I just did an exercise in a some lecture notes, my result implied that the Fourier coefficients of an harmonic $L^{1}$ function $u$ was the integer values of the borel measure in the Poisson integral representation of $u$. I been trying to find some literature regarding this but settings are not really the same in the books I found, is this is a correct observation?
The exercise was to establish uniqueness of the measure in the Poisson integral and I did it via the Fourier series which the Poisson integral at lest as far as I know is.
These functions are $L^{1}$ in the disk in the sense that its dialations are $L^{1}$ on each circle for $r \in (0,1)$
Yes, you are correct.
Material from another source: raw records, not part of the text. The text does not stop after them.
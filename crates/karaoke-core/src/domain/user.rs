use chrono::{DateTime, Utc};
use serde::{Deserialize, Serialize};

use crate::domain::entity::Entity;
use crate::domain::ids::UserId;

#[derive(Debug, Clone, PartialEq, Serialize, Deserialize)]
#[serde(rename_all = "camelCase")]
pub struct User {
  pub id: UserId,
  pub username: String,
  pub display_name: String,
  #[serde(default)]
  pub avatar_url: Option<String>,
  pub created_at: DateTime<Utc>,
}

#[derive(Debug, Clone, Default, PartialEq, Serialize, Deserialize)]
#[serde(rename_all = "camelCase")]
pub struct UserDraft {
  pub username: String,
  pub display_name: String,
  #[serde(default)]
  pub avatar_url: Option<String>,
}

#[derive(Debug, Clone, Default, PartialEq, Serialize, Deserialize)]
#[serde(rename_all = "camelCase")]
pub struct UserPatch {
  pub display_name: Option<String>,
  pub avatar_url: Option<String>,
}

impl Entity for User {
  type Id = UserId;
  type Draft = UserDraft;
  type Patch = UserPatch;

  const KIND: &'static str = "user";

  fn id(&self) -> UserId {
    self.id
  }

  fn from_draft(draft: UserDraft, created_at: DateTime<Utc>) -> Self {
    User {
      id: UserId::new(),
      username: draft.username,
      display_name: draft.display_name,
      avatar_url: draft.avatar_url,
      created_at,
    }
  }

  fn apply(&mut self, patch: UserPatch) {
    if let Some(name) = patch.display_name {
      self.display_name = name;
    }
    if let Some(url) = patch.avatar_url {
      self.avatar_url = Some(url);
    }
  }
}
impl Shared {
  fn lock_state(&self) -> MutexGuard<'_, SessionState> {
    self.state.lock().unwrap_or_else(PoisonError::into_inner)
  }

  fn lock_listeners(&self) -> MutexGuard<'_, Listeners> {
    self.listeners.lock().unwrap_or_else(PoisonError::into_inner)
  }

  fn apply(&self, fx: Effects) {
    if let Some(handle) = fx.release {
      handle.release();
    }

    let (phase_ls, error_ls, artifact_ls) = {
      let l = self.lock_listeners();
      (l.phase.clone(), l.error.clone(), l.artifact.clone())
    };

    for phase in &fx.phases {
      for listener in &phase_ls {
        listener(*phase);
      }
    }

    if let Some(err) = &fx.error {
      for listener in &error_ls {
        listener(err);
      }
    }

    if let Some(artifact) = &fx.artifact {
      for listener in &artifact_ls {
        listener(artifact);
      }
    }

    if let Some((handle, mime_type)) = fx.start {
      handle.start(&mime_type);
    }

    if let Some(handle) = fx.request_stop {
      handle.request_stop();
    }
  }

  /// Requesting -> Errored. A handle acquired before the failure is released.
  fn fail_request(
    &self,
    id: SessionId,
    err: SessionError,
    handle: Option<Arc<dyn CaptureHandle>>,
  ) -> SessionError {
    let mut fx = Effects { release: handle, ..Default::default() };

    {
      let mut state = self.lock_state();
      if matches!(&*state, SessionState::Requesting { id: sid, .. } if *sid == id) {
        warn!(session = %id, error = %err, "microphone request failed");
        *state = SessionState::Errored(err.kind());
        fx.phases.push(SessionPhase::Errored(err.kind()));
        fx.error = Some(err.clone());
      }
    }

    self.apply(fx);
    err
  }

  /// Requesting -> Capturing, or straight to Completed if a stop was queued
  /// while the device was being acquired.
  fn device_ready(
    &self,
    id: SessionId,
    handle: Arc<dyn CaptureHandle>,
    mime_type: String,
  ) -> Result<(), SessionError> {
    let mut fx = Effects::default();
    let mut result = Ok(());

    {
      let mut state = self.lock_state();
      match mem::replace(&mut *state, SessionState::Idle) {
        SessionState::Requesting { id: sid, song_id, stop_requested } if sid == id => {
          let now = self.clock.now();
          let session =
            ActiveSession { id, song_id, mime_type: mime_type.clone(), handle, started_at: now, chunks: Vec::new() };

          if stop_requested {
            info!(session = %id, "stop was queued during acquisition, completing empty session");
            let (handle, artifact) = session.into_artifact(now);
            *state = SessionState::Completed;
            fx.phases =
              vec![SessionPhase::Capturing, SessionPhase::Stopping, SessionPhase::Completed];
            fx.release = Some(handle);
            fx.artifact = Some(artifact);
          } else {
            info!(session = %id, mime_type = %mime_type, "capturing");
            fx.start = Some((Arc::clone(&session.handle), mime_type));
            *state = SessionState::Capturing(session);
            fx.phases.push(SessionPhase::Capturing);
          }
        }
        other => {
          // aborted while acquiring (device failure reported through the sink)
          *state = other;
          warn!(session = %id, "session no longer requesting, releasing late device handle");
          fx.release = Some(handle);
          result = Err(SessionError::AcquisitionFailed("session aborted during acquisition".into()));
        }
      }
    }

    self.apply(fx);
    result
  }

  /// The `start` future was dropped mid-acquisition: Requesting -> Errored.
  /// No-op once the session has left `Requesting`.
  fn abandon_request(&self, id: SessionId) {
    let mut fx = Effects::default();

    {
      let mut state = self.lock_state();
      if matches!(&*state, SessionState::Requesting { id: sid, .. } if *sid == id) {
        warn!(session = %id, "microphone request cancelled");
        let err = SessionError::AcquisitionFailed("microphone request cancelled".into());
        *state = SessionState::Errored(err.kind());
        fx.phases.push(SessionPhase::Errored(err.kind()));
        fx.error = Some(err);
      }
    }

    self.apply(fx);
  }

  fn stop(&self) {
    let mut fx = Effects::default();

    {
      let mut state = self.lock_state();
      *state = match mem::replace(&mut *state, SessionState::Idle) {
        SessionState::Requesting { id, song_id, .. } => {
          info!(session = %id, "stop queued until the microphone is ready");
          SessionState::Requesting { id, song_id, stop_requested: true }
        }
        SessionState::Capturing(session) => {
          info!(session = %session.id, chunks = session.chunks.len(), "stopping");
          fx.request_stop = Some(Arc::clone(&session.handle));
          fx.phases.push(SessionPhase::Stopping);
          SessionState::Stopping { session, stopped_at: self.clock.now() }
        }
        other => {
          debug!(phase = ?other.phase(), "stop ignored");
          other
        }
      };
    }

    self.apply(fx);
  }

  /// Stopping -> Completed. `only` restricts it to a given session (device
  /// callbacks); the host passes `None`.
  fn finalize(&self, only: Option<SessionId>) {
    let mut fx = Effects::default();

    {
      let mut state = self.lock_state();
      *state = match mem::replace(&mut *state, SessionState::Idle) {
        SessionState::Stopping { session, stopped_at } if only.is_none_or(|id| id == session.id) => {
          let id = session.id;
          let (handle, artifact) = session.into_artifact(stopped_at);
          info!(
            session = %id,
            bytes = artifact.blob.len(),
            duration_ms = artifact.duration.as_millis() as u64,
            "recording completed"
          );
          fx.release = Some(handle);
          fx.phases.push(SessionPhase::Completed);
          fx.artifact = Some(artifact);
          SessionState::Completed
        }
        other => {
          debug!(phase = ?other.phase(), "finalize ignored");
          other
        }
      };
    }

    self.apply(fx);
  }

  fn push_chunk(&self, id: SessionId, chunk: Vec<u8>) {
    if chunk.is_empty() {
      return;
    }

    let mut state = self.lock_state();
    match &mut *state {
      SessionState::Capturing(s) | SessionState::Stopping { session: s, .. } if s.id == id => {
        s.chunks.push(chunk);
      }
      _ => debug!(session = %id, "dropping chunk from inactive session"),
    }
  }

  fn device_failed(&self, id: SessionId, reason: String) {
    let mut fx = Effects::default();
    let mut finalize_stopping = false;

    {
      let mut state = self.lock_state();
      *state = match mem::replace(&mut *state, SessionState::Idle) {
        SessionState::Capturing(session) if session.id == id => {
          warn!(session = %id, reason = %reason, discarded = session.chunks.len(), "capture device failed");
          let err = SessionError::DeviceError(reason);
          fx.release = Some(session.handle);
          fx.phases.push(SessionPhase::Errored(err.kind()));
          fx.error = Some(err);
          SessionState::Errored(ErrorKind::DeviceError)
        }
        SessionState::Requesting { id: sid, .. } if sid == id => {
          warn!(session = %id, reason = %reason, "capture device failed during acquisition");
          let err = SessionError::AcquisitionFailed(reason);
          fx.phases.push(SessionPhase::Errored(err.kind()));
          fx.error = Some(err);
          SessionState::Errored(ErrorKind::DeviceError)
        }
        stopping @ SessionState::Stopping { .. } if stopping.session_id() == Some(id) => {
          // the user already asked to stop: keep what was captured
          warn!(session = %id, reason = %reason, "capture device failed while stopping");
          finalize_stopping = true;
          stopping
        }
        other => other,
      };
    }

    self.apply(fx);
    if finalize_stopping {
      self.finalize(Some(id));
    }
  }
}

impl Drop for Shared {
  fn drop(&mut self) {
    let state = self.state.get_mut().unwrap_or_else(PoisonError::into_inner);
    if let SessionState::Capturing(s) | SessionState::Stopping { session: s, .. } = state {
      warn!(session = %s.id, "controller dropped mid-session, releasing device");
      s.handle.release();
    }
  }
}

/// Lives as long as one `start` call. Leaves `Requesting` behind if the call
/// is cancelled while the device is being acquired.
struct RequestGuard<'a> {
  shared: &'a Shared,
  id: SessionId,
}

impl Drop for RequestGuard<'_> {
  fn drop(&mut self) {
    self.shared.abandon_request(self.id);
  }
}

/// Sink handed to the device for one session.
struct SessionSink {
  id: SessionId,
  shared: Weak<Shared>,
}

impl ChunkSink for SessionSink {
  fn push_chunk(&self, chunk: Vec<u8>) {
    if let Some(shared) = self.shared.upgrade() {
      shared.push_chunk(self.id, chunk);
    }
  }

  fn fail(&self, reason: String) {
    if let Some(shared) = self.shared.upgrade() {
      shared.device_failed(self.id, reason);
    }
  }

  fn finished(&self) {
    if let Some(shared) = self.shared.upgrade() {
      shared.finalize(Some(self.id));
    }
  }
}

fn map_capture_error(err: CaptureError) -> SessionError {
  match err {
    CaptureError::NotSupported => SessionError::DeviceUnavailable,
    CaptureError::PermissionDenied => SessionError::PermissionDenied,
    CaptureError::NotFound => SessionError::NoDeviceFound,
    CaptureError::Other(msg) => SessionError::AcquisitionFailed(msg),
  }
}

/// Drives one recording session at a time over an injected capture device.
///
/// Cloning yields another handle on the same controller.
pub struct RecordingController<D> {
  device: Arc<D>,
  formats: FormatPreference,
  shared: Arc<Shared>,
}

impl<D> Clone for RecordingController<D> {
  fn clone(&self) -> Self {
    Self { device: Arc::clone(&self.device), formats: self.formats.clone(), shared: Arc::clone(&self.shared) }
  }
}

impl<D: CaptureDevice> RecordingController<D> {
  pub fn new(device: D, formats: FormatPreference) -> Self {
    Self::with_clock(device, formats, Arc::new(SystemClock))
  }

  pub fn with_clock(device: D, formats: FormatPreference, clock: Arc<dyn Clock>) -> Self {
    let shared = Shared {
      state: Mutex::new(SessionState::Idle),
      listeners: Mutex::new(Listeners::default()),
      clock,
    };
    Self { device: Arc::new(device), formats, shared: Arc::new(shared) }
  }

  pub fn device(&self) -> &D {
    &self.device
  }

  pub fn formats(&self) -> &FormatPreference {
    &self.formats
  }

  pub fn phase(&self) -> SessionPhase {
    self.shared.lock_state().phase()
  }

  pub fn is_active(&self) -> bool {
    self.phase().is_active()
  }

  /// Encoding of the running session, if any.
  pub fn mime_type(&self) -> Option<String> {
    match &*self.shared.lock_state() {
      SessionState::Capturing(s) | SessionState::Stopping { session: s, .. } => {
        Some(s.mime_type.clone())
      }
      _ => None,
    }
  }

  pub fn buffered_chunks(&self) -> usize {
    match &*self.shared.lock_state() {
      SessionState::Capturing(s) | SessionState::Stopping { session: s, .. } => s.chunks.len(),
      _ => 0,
    }
  }

  /// Called exactly once per completed session.
  pub fn on_artifact_ready<F>(&self, f: F)
  where
    F: Fn(&PerformanceArtifact) + Send + Sync + 'static,
  {
    self.shared.lock_listeners().artifact.push(Arc::new(f));
  }

  /// Called on entry to `Errored`.
  pub fn on_error<F>(&self, f: F)
  where
    F: Fn(&SessionError) + Send + Sync + 'static,
  {
    self.shared.lock_listeners().error.push(Arc::new(f));
  }

  pub fn on_state_change<F>(&self, f: F)
  where
    F: Fn(SessionPhase) + Send + Sync + 'static,
  {
    self.shared.lock_listeners().phase.push(Arc::new(f));
  }

  /// Starts a fresh session for `song`.
  ///
  /// Suspends while the device is acquired. Returns once the session is
  /// capturing (or already completed, if `stop` was called meanwhile).
  pub async fn start(&self, song: Option<&Song>) -> Result<(), SessionError> {
    let Some(song) = song else {
      warn!("recording requested without a selected song");
      return Err(SessionError::NoSongSelected);
    };

    let id = SessionId::new();
    {
      let mut state = self.shared.lock_state();
      if state.phase().is_active() {
        warn!(active = ?state.session_id(), "recording already in progress, start rejected");
        return Err(SessionError::SessionAlreadyActive);
      }
      *state = SessionState::Requesting { id, song_id: song.id, stop_requested: false };
    }

    let _guard = RequestGuard { shared: &*self.shared, id };

    info!(session = %id, song = %song.id, title = %song.title, "requesting microphone");
    self.shared.apply(Effects { phases: vec![SessionPhase::Requesting], ..Default::default() });

    if !self.device.is_available() {
      return Err(self.shared.fail_request(id, SessionError::DeviceUnavailable, None));
    }

    let sink: Arc<dyn ChunkSink> = Arc::new(SessionSink { id, shared: Arc::downgrade(&self.shared) });
    let handle = match self.device.acquire(sink).await {
      Ok(handle) => handle,
      Err(e) => return Err(self.shared.fail_request(id, map_capture_error(e), None)),
    };

    let Some(mime_type) = self.formats.negotiate(&*self.device) else {
      let err = SessionError::FormatUnsupported { tried: self.formats.candidates() };
      return Err(self.shared.fail_request(id, err, Some(handle)));
    };

    self.shared.device_ready(id, handle, mime_type)
  }

  /// No-op unless a session is capturing; queued while the device is being
  /// acquired.
  pub fn stop(&self) {
    self.shared.stop();
  }

  /// Completes a stopping session with what has been buffered so far.
  ///
  /// Devices normally trigger this through `ChunkSink::finished`.
  pub fn finalize(&self) {
    self.shared.finalize(None);
  }
}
If let $f_r(e^{i\theta})=F(re^{i\theta})$ where $F$ is a function as you describe, then your assumptions give $$ \int_{0}^{2\pi}|f_r(e^{i\theta})|d\theta \le M, \;\;\; 0 \le r < 1. $$ If you let $\rho_r(\theta)=\int_{0}^{\theta}F(re^{i\theta})d\theta$, then $\rho_r$ is a function of bounded variation with total variation $V(\rho_r)=\int_{0}^{2\pi}|F(re^{i\theta})|d\theta \le M$. The Helly Selection Theorem gives the existence of $\{ r_n \}$ tending upward to $1$ such that $\rho_{r_n}$ converges pointwise everywhere to some $\rho$ with $V(\rho)\le M$. This fact is easily used after integrating by parts: \begin{align} F(rse^{i\theta}) & = \frac{1}{2\pi}\int_{0}^{2\pi}\frac{1-r^2}{1-2r\cos(\theta-\theta')+r^2}F(se^{i\theta'})d\theta' \\ & = \frac{1}{2\pi}\int_{0}^{2\pi}\frac{1-r^2}{1-2r\cos(\theta-\theta')+r^2}\frac{d}{d\theta'}\int_{0}^{\theta'}F(se^{i\alpha})d\alpha \\ & = \left.\frac{1}{2\pi}\frac{1-r^2}{1+2r\cos(\theta-\theta')+r^2}\int_{0}^{\theta'}F(se^{i\alpha})d\alpha\right|_{\theta'=0}^{\theta'=2\pi} \\ & -\frac{1}{2\pi}\int_{0}^{2\pi}\left(\frac{\partial}{\partial\theta'}\frac{1-r^2}{1-2r\cos(\theta-\theta')+r^2}\right)\int_{0}^{\theta'}F(se^{i\alpha})d\alpha\, d\theta' \end{align} Setting $s=r_n$, letting $n\rightarrow\infty$, and integrating by parts using the Riemann-Stieltjes integral gives \begin{align} F(re^{i\theta})&=\left.\frac{1}{2\pi}\frac{1-r^2}{1-2r\cos(\theta-\theta')+r^2}\rho(\theta')\right|_{\theta'=0}^{2\pi} \\ &-\frac{1}{2\pi}\int_{0}^{2\pi}\left(\frac{\partial}{\partial\theta'}\frac{1-r^2}{1-2r\cos(\theta'-\theta)+r^2}\right)\rho(\theta')d\theta' \\ & = \frac{1}{2\pi}\int_{0}^{2\pi}\frac{1-r^2}{1-2r\cos(\theta-\theta')+r^2}d\rho(\theta') \end{align} The function $\rho$ is of bounded variation $V(\rho) \le M$, which allows you convert the integral to a Lebesgue integral with respect to a complex measure $\rho$; but that's optional.